DEV Community

Cover image for Our new report: AI code creates 1.7x more problems
Arindam Majumder Subscriber for CodeRabbit

Posted on • Originally published at coderabbit.ai

Our new report: AI code creates 1.7x more problems

What we learned from analyzing hundreds of open-source pull requests.

Over the past year, AI coding assistants have gone from emerging tools to everyday fixtures in the development workflow. At many organizations, a part of every code change is now machine-generated or machine-assisted.

But while this has been accelerating the speed of development, questions have been quietly circulating:

  • Why are more defects slipping through into staging?
  • Why do certain logic or configuration issues keep appearing?
  • And are these patterns tied to AI-generated code?

It would appear like AI is playing a significant role. A recent report found that while pull requests per author increased by 20% year-over-year, thanks to help from AI, incidents per pull request increased by 23.5%.

This year also brought several high-visibility incidents, postmortems, and anecdotal stories pointing to AI-written changes as a contributing factor. These weren’t fringe cases or misuses. They involved otherwise normal pull requests that simply embedded subtle mistakes. And yet, despite rapid adoption of AI coding tools, there has been surprisingly little concrete data about how AI-authored PRs differ in quality from human-written ones.

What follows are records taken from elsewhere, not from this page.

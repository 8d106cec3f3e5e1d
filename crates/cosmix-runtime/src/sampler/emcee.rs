//! Affine-invariant ensemble sampler (stretch move).
//!
//! Options in `[emcee]`:
//!
//! | key | default | meaning |
//! |-----|---------|---------|
//! | `walkers` | `2·dim + 2` | ensemble size, even and at least `2·dim` |
//! | `samples` | 100 | ensemble steps |
//! | `nsteps` | 10 | ensemble steps per output batch |
//! | `random_seed` | entropy | generator seed |
//! | `stretch` | 2.0 | stretch scale `a` |
//! | `start_spread` | 0.01 | initial ball radius as a fraction of each range |
//! | `resume` | `F` | continue from `<output>.resume.json` |
//!
//! Each ensemble step updates the two halves of the ensemble in turn, each
//! half moving against the other, so the proposals of a half are
//! independent and are evaluated in parallel. Every walker is recorded
//! after every ensemble step.
//!
//! After each batch the walker positions are written to the checkpoint
//! next to the chain file. A resumed run re-evaluates those positions and
//! reseeds its generator from `seed + steps_done`.

use super::{positive, seeded_rng, SampleRecord, Sampler, SamplerError, StepContext};
use crate::config::Config;
use crate::pipeline::Evaluation;
use crate::space::ParameterSpace;
use rand::{Rng, SeedableRng};
use rand_chacha::ChaCha8Rng;
use rand_distr::{Distribution, StandardNormal};
use serde::{Deserialize, Serialize};
use std::fs;
use std::path::{Path, PathBuf};
use tracing::{debug, info};

const NAME: &str = "emcee";

/// Redraws allowed per walker when building the initial ball.
const START_TRIES: usize = 1000;

/// Resume state written after each batch.
#[derive(Debug, Clone, PartialEq, Serialize, Deserialize)]
pub struct Checkpoint {
    pub seed: u64,
    pub steps_done: usize,
    /// Walker positions, one point per walker.
    pub walkers: Vec<Vec<f64>>,
}

impl Checkpoint {
    /// The checkpoint file belonging to chain file `output`.
    #[must_use]
    pub fn path_for(output: &Path) -> PathBuf {
        let mut name = output.as_os_str().to_owned();
        name.push(".resume.json");
        PathBuf::from(name)
    }

    /// # Errors
    ///
    /// [`SamplerError::Checkpoint`] if the file cannot be read or parsed.
    pub fn load(path: &Path) -> Result<Self, SamplerError> {
        let text = fs::read_to_string(path).map_err(|e| SamplerError::checkpoint(path, e))?;
        serde_json::from_str(&text).map_err(|e| SamplerError::checkpoint(path, e))
    }

    /// Writes through a temporary file so a crash never leaves a torn file.
    ///
    /// # Errors
    ///
    /// [`SamplerError::Checkpoint`] on any I/O failure.
    pub fn save(&self, path: &Path) -> Result<(), SamplerError> {
        let json = serde_json::to_string_pretty(self).map_err(|e| SamplerError::checkpoint(path, e))?;
        let mut tmp = path.as_os_str().to_owned();
        tmp.push(".tmp");
        let tmp = PathBuf::from(tmp);
        fs::write(&tmp, json).map_err(|e| SamplerError::checkpoint(&tmp, e))?;
        fs::rename(&tmp, path).map_err(|e| SamplerError::checkpoint(path, e))
    }
}

#[derive(Debug)]
pub struct EmceeSampler {
    walkers: Option<usize>,
    samples: usize,
    nsteps: usize,
    stretch: f64,
    spread: f64,
    seed: u64,
    rng: ChaCha8Rng,
    checkpoint_path: Option<PathBuf>,
    resumed: Option<Checkpoint>,
    ensemble: Vec<Evaluation>,
    steps_done: usize,
    proposed: usize,
    accepted: usize,
}

impl EmceeSampler {
    /// Reads `[emcee]`. With `resume` set and an existing checkpoint next
    /// to `output`, the run continues from it.
    ///
    /// # Errors
    ///
    /// [`SamplerError::InvalidOption`] for bad counts or scales,
    /// [`SamplerError::Checkpoint`] for an unreadable checkpoint.
    pub fn from_config(config: &Config, output: Option<&Path>) -> Result<Self, SamplerError> {
        let walkers = match config.get::<i64>(NAME, "walkers")? {
            None => None,
            Some(_) => Some(positive(config, NAME, "walkers", 0)?),
        };
        let stretch = config.get_real_or(NAME, "stretch", 2.0)?;
        if stretch.is_nan() || stretch <= 1.0 {
            return Err(SamplerError::invalid(NAME, "stretch", "must be greater than 1"));
        }
        let spread = config.get_real_or(NAME, "start_spread", 0.01)?;
        if spread.is_nan() || spread <= 0.0 {
            return Err(SamplerError::invalid(NAME, "start_spread", "must be positive"));
        }

        let checkpoint_path = output.map(Checkpoint::path_for);
        let resumed = match &checkpoint_path {
            Some(path) if config.get_bool_or(NAME, "resume", false)? && path.exists() => {
                Some(Checkpoint::load(path)?)
            }
            _ => None,
        };
        let (rng, seed) = match &resumed {
            Some(cp) => (
                ChaCha8Rng::seed_from_u64(cp.seed.wrapping_add(cp.steps_done as u64)),
                cp.seed,
            ),
            None => seeded_rng(config, NAME)?,
        };

        Ok(Self {
            walkers,
            samples: positive(config, NAME, "samples", 100)?,
            nsteps: positive(config, NAME, "nsteps", 10)?,
            stretch,
            spread,
            seed,
            rng,
            checkpoint_path,
            steps_done: resumed.as_ref().map_or(0, |cp| cp.steps_done),
            resumed,
            ensemble: Vec::new(),
            proposed: 0,
            accepted: 0,
        })
    }

    /// Ensemble steps completed, including those of a resumed run.
    #[must_use]
    pub fn steps_done(&self) -> usize {
        self.steps_done
    }

    /// Fraction of stretch moves accepted in this run.
    #[must_use]
    pub fn acceptance(&self) -> f64 {
        if self.proposed == 0 {
            0.0
        } else {
            self.accepted as f64 / self.proposed as f64
        }
    }

    fn walker_count(&self, dim: usize) -> Result<usize, SamplerError> {
        let n = self.walkers.unwrap_or(2 * dim + 2);
        if n % 2 != 0 || n < 2 * dim {
            return Err(SamplerError::invalid(
                NAME,
                "walkers",
                format!("must be even and at least {}, got {n}", 2 * dim),
            ));
        }
        Ok(n)
    }

    /// A ball of points around the start, each coordinate redrawn until it
    /// falls inside its range.
    fn initial_ball(&mut self, space: &ParameterSpace, n: usize) -> Result<Vec<Vec<f64>>, SamplerError> {
        let start = space.start();
        let mut ball = Vec::with_capacity(n);
        for _ in 0..n {
            let mut point = Vec::with_capacity(start.len());
            for (x0, v) in start.iter().zip(space.varying()) {
                let sigma = self.spread * v.width();
                let x = (0..START_TRIES)
                    .map(|_| {
                        let g: f64 = StandardNormal.sample(&mut self.rng);
                        x0 + sigma * g
                    })
                    .find(|x| v.in_range(*x))
                    .ok_or_else(|| {
                        SamplerError::InvalidStart(format!(
                            "could not place a walker inside the range of {}",
                            v.address
                        ))
                    })?;
                point.push(x);
            }
            ball.push(point);
        }
        Ok(ball)
    }

    fn initialize(&mut self, ctx: &StepContext<'_>) -> Result<(), SamplerError> {
        let space = ctx.pipeline.space();
        if space.dim() == 0 {
            return Err(SamplerError::NoVaryingParameters(NAME));
        }
        let points = match self.resumed.take() {
            Some(cp) => {
                let n = self.walker_count(space.dim())?;
                if cp.walkers.len() != n || cp.walkers.iter().any(|w| w.len() != space.dim()) {
                    return Err(SamplerError::checkpoint(
                        self.checkpoint_path.clone().unwrap_or_default(),
                        format!("expected {n} walkers of {} parameters", space.dim()),
                    ));
                }
                info!(steps_done = cp.steps_done, walkers = cp.walkers.len(), "emcee.resume");
                cp.walkers
            }
            None => {
                let n = self.walker_count(space.dim())?;
                self.initial_ball(space, n)?
            }
        };

        let ensemble = ctx.evaluate(&points)?;
        if let Some(bad) = ensemble.iter().position(|e| !e.is_valid()) {
            return Err(SamplerError::InvalidStart(format!(
                "walker {bad} is invalid: {}",
                ensemble[bad].status
            )));
        }
        info!(walkers = ensemble.len(), seed = self.seed, "emcee.start");
        self.ensemble = ensemble;
        Ok(())
    }

    /// Moves the walkers in `half` against the complementary half.
    fn move_half(&mut self, ctx: &StepContext<'_>, half: usize) -> Result<(), SamplerError> {
        let n = self.ensemble.len();
        let m = n / 2;
        let (own, other) = if half == 0 { (0..m, m..n) } else { (m..n, 0..m) };
        let dim = self.ensemble[0].point.len();
        let a = self.stretch;

        let mut zs = Vec::with_capacity(m);
        let mut proposals = Vec::with_capacity(m);
        for k in own.clone() {
            let j = self.rng.gen_range(other.clone());
            let u: f64 = self.rng.gen();
            let z = ((a - 1.0) * u + 1.0).powi(2) / a;
            let (xk, xj) = (&self.ensemble[k].point, &self.ensemble[j].point);
            proposals.push(
                xk.iter()
                    .zip(xj)
                    .map(|(xk, xj)| xj + z * (xk - xj))
                    .collect::<Vec<f64>>(),
            );
            zs.push(z);
        }

        let candidates = ctx.evaluate(&proposals)?;
        for ((k, candidate), z) in own.zip(candidates).zip(zs) {
            self.proposed += 1;
            if !candidate.is_valid() {
                continue;
            }
            let log_q = (dim as f64 - 1.0) * z.ln() + candidate.post - self.ensemble[k].post;
            let u: f64 = self.rng.gen();
            if log_q >= 0.0 || u.ln() < log_q {
                self.ensemble[k] = candidate;
                self.accepted += 1;
            }
        }
        Ok(())
    }

    fn save_checkpoint(&self) -> Result<(), SamplerError> {
        let Some(path) = &self.checkpoint_path else {
            return Ok(());
        };
        Checkpoint {
            seed: self.seed,
            steps_done: self.steps_done,
            walkers: self.ensemble.iter().map(|e| e.point.clone()).collect(),
        }
        .save(path)
    }
}
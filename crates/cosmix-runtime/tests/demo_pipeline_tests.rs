//! Integration tests driving the runtime API directly.
//!
//! The demo parameter file at the workspace root is loaded, resolved and
//! evaluated with the builtin modules; a custom module is mixed in through
//! the registry.

use cosmix_block::DataBlock;
use cosmix_module::{ConfigureContext, Module, ModuleError, Outcome};
use cosmix_runtime::config::{Resolved, Resolver};
use cosmix_runtime::output::MemoryOutput;
use cosmix_runtime::sampler::run;
use cosmix_runtime::{
    create_sampler, output_columns, CancelToken, ConfigLoader, ModuleRegistry, OutputWriter,
    Overrides, Pipeline, StepContext, Variables, WorkerPool,
};
use std::path::PathBuf;

fn demo_params() -> PathBuf {
    PathBuf::from(env!("CARGO_MANIFEST_DIR")).join("../../demos/params.toml")
}

fn demo_config(overrides: Overrides) -> Resolved {
    let config = ConfigLoader::new(demo_params())
        .skip_env_vars()
        .load()
        .expect("demo params should load");
    Resolver::new(overrides, Variables::new())
        .resolve(config)
        .expect("demo params should resolve")
}

fn demo_pipeline(overrides: Overrides, registry: &ModuleRegistry) -> Pipeline {
    let resolved = demo_config(overrides);
    Pipeline::build(&resolved.config, resolved.space, registry).expect("demo pipeline")
}

// =============================================================================
// Demo pipeline
// =============================================================================

mod demo {
    use super::*;

    #[test]
    fn start_point_is_valid() {
        let pipeline = demo_pipeline(Overrides::new(), &ModuleRegistry::with_builtins());
        assert_eq!(pipeline.space().dim(), 2);
        assert_eq!(
            pipeline.extra_columns(),
            vec!["cosmological_parameters--omega_m"]
        );

        let eval = pipeline
            .evaluate(&pipeline.space().start())
            .expect("start should evaluate");
        assert!(eval.is_valid(), "{eval:?}");
        assert!(eval.like < 0.0);
        // Gaussian prior on h0 at its mean plus the flat prior on omega_c.
        assert!(eval.prior.is_finite());
        assert!((eval.derived[0] - (0.261 + 0.049)).abs() < 1e-12);
    }

    #[test]
    fn closer_to_data_is_more_likely() {
        let pipeline = demo_pipeline(Overrides::new(), &ModuleRegistry::with_builtins());
        let good = pipeline.evaluate(&[0.261, 0.7]).expect("good");
        let poor = pipeline.evaluate(&[0.261, 0.55]).expect("poor");
        assert!(good.like > poor.like);
    }

    #[test]
    fn grid_over_demo_space() {
        let overrides = Overrides::new()
            .with("runtime", "sampler", "grid")
            .with("grid", "nsample_dimension", "3");
        let resolved = demo_config(overrides);
        let pipeline = Pipeline::build(
            &resolved.config,
            resolved.space,
            &ModuleRegistry::with_builtins(),
        )
        .expect("pipeline");
        let mut sampler = create_sampler(&resolved.config, None).expect("sampler");
        let pool = WorkerPool::new(2).expect("pool");
        let cancel = CancelToken::new();

        let output = MemoryOutput::new();
        let mut writer: Box<dyn OutputWriter> = Box::new(output.clone());
        writer
            .begin(&output_columns(&pipeline), &[])
            .expect("begin");
        let ctx = StepContext::new(&pipeline, &pool, &cancel);
        for batch in run(sampler.as_mut(), ctx) {
            for record in batch.expect("batch") {
                writer.record(&record.row()).expect("record");
            }
        }
        writer.finalize().expect("finalize");

        let table = output.table();
        assert_eq!(table.rows.len(), 9);
        assert!(table.rows.iter().all(|row| row.iter().all(|v| !v.is_nan())));
    }
}

// =============================================================================
// Custom modules alongside the builtins
// =============================================================================

mod custom_module {
    use super::*;

    /// Adds a flat offset to the total likelihood.
    struct Offset {
        value: f64,
    }

    impl Module for Offset {
        fn configure(&mut self, ctx: &mut ConfigureContext<'_>) -> Result<(), ModuleError> {
            self.value = ctx.get_real_or("value", 0.0)?;
            Ok(())
        }

        fn execute(&self, block: &mut DataBlock) -> Result<Outcome, ModuleError> {
            block.put("likelihoods", "offset_like", self.value)?;
            Ok(Outcome::Success)
        }
    }

    fn registry() -> ModuleRegistry {
        let mut registry = ModuleRegistry::with_builtins();
        registry.register_fn("offset", "constant likelihood term", || {
            Box::new(Offset { value: 0.0 })
        });
        registry
    }

    #[test]
    fn contributes_to_total_likelihood() {
        let base = demo_pipeline(Overrides::new(), &ModuleRegistry::with_builtins());
        // [offset] is not in the demo file, so it is added to the config
        // rather than overridden.
        let mut resolved = demo_config(
            Overrides::new()
                .with("pipeline", "modules", "consistency background hubble offset")
                .with("pipeline", "likelihoods", "hubble offset"),
        );
        resolved
            .config
            .block_mut()
            .put("offset", "value", -3.5)
            .expect("offset value");
        let shifted =
            Pipeline::build(&resolved.config, resolved.space, &registry()).expect("shifted");

        let point = base.space().start();
        let a = base.evaluate(&point).expect("base");
        let b = shifted.evaluate(&point).expect("shifted");
        assert!((b.like - (a.like - 3.5)).abs() < 1e-9);
    }
}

So, CodeRabbit set out to answer that question empirically in our State of AI vs Human Code Generation Report.

Our State of AI vs Human Code Generation Report

We analyzed 470 open-source GitHub pull requests, including 320 AI-co-authored PRs and 150 human-only PRs, using CodeRabbit’s structured issue taxonomy. Every finding was normalized to issues per 100 PRs and we used statistical rate ratios to compare how often different types of problems appeared in each group.

The results? Clear, measurable, and consistent with what many developers have been feeling intuitively: AI accelerates output, but it also amplifies certain categories of mistakes.

READ THE FULL REPORT

Limitations of our study

Getting data on issues that are more prevalent in AI-authored PRs is critical for engineering teams but the challenge was determining which PRs were AI-authored vs human authored. Since it was impossible to directly confirm authorship of each PR of a large enough OSS dataset, we checked for signals that a PR was co-authored by AI and assumed that those that didn’t have it were human authored, for the purposes of the study.

This resulted in statistically significant differences in issue patterns between the two datasets, which we are sharing in this study so teams can better know what to look for. However, we cannot guarantee all the PRs we labelled as human authored were actually authored only by humans. Our full methodology is shared at the end of the report.

Top 10 findings from the report

No issue category was uniquely AI but most categories saw significantly more errors in AI-authored PRs. That means, humans and AI make the same kinds of mistakes. AI just makes many of them more often and at a larger scale.

1. AI-generated PRs contained ~1.7× more issues overall.

Image

Across 470 PRs, AI-authored changes produced 10.83 issues per PR, compared to 6.45 for human-only PRs. Even more striking: high-issue outliers were much more common in AI PRs, creating heavy review workloads.

2. Severity escalates with AI: More critical and major issues.

Image

AI PRs show ~1.4–1.7× more critical and major findings.

3. Logic and correctness issues were 75% more common in AI PRs.

Image

These include business logic mistakes, incorrect dependencies, flawed control flow, and misconfigurations. Logic errors are among the most expensive to fix and most likely to cause downstream incidents.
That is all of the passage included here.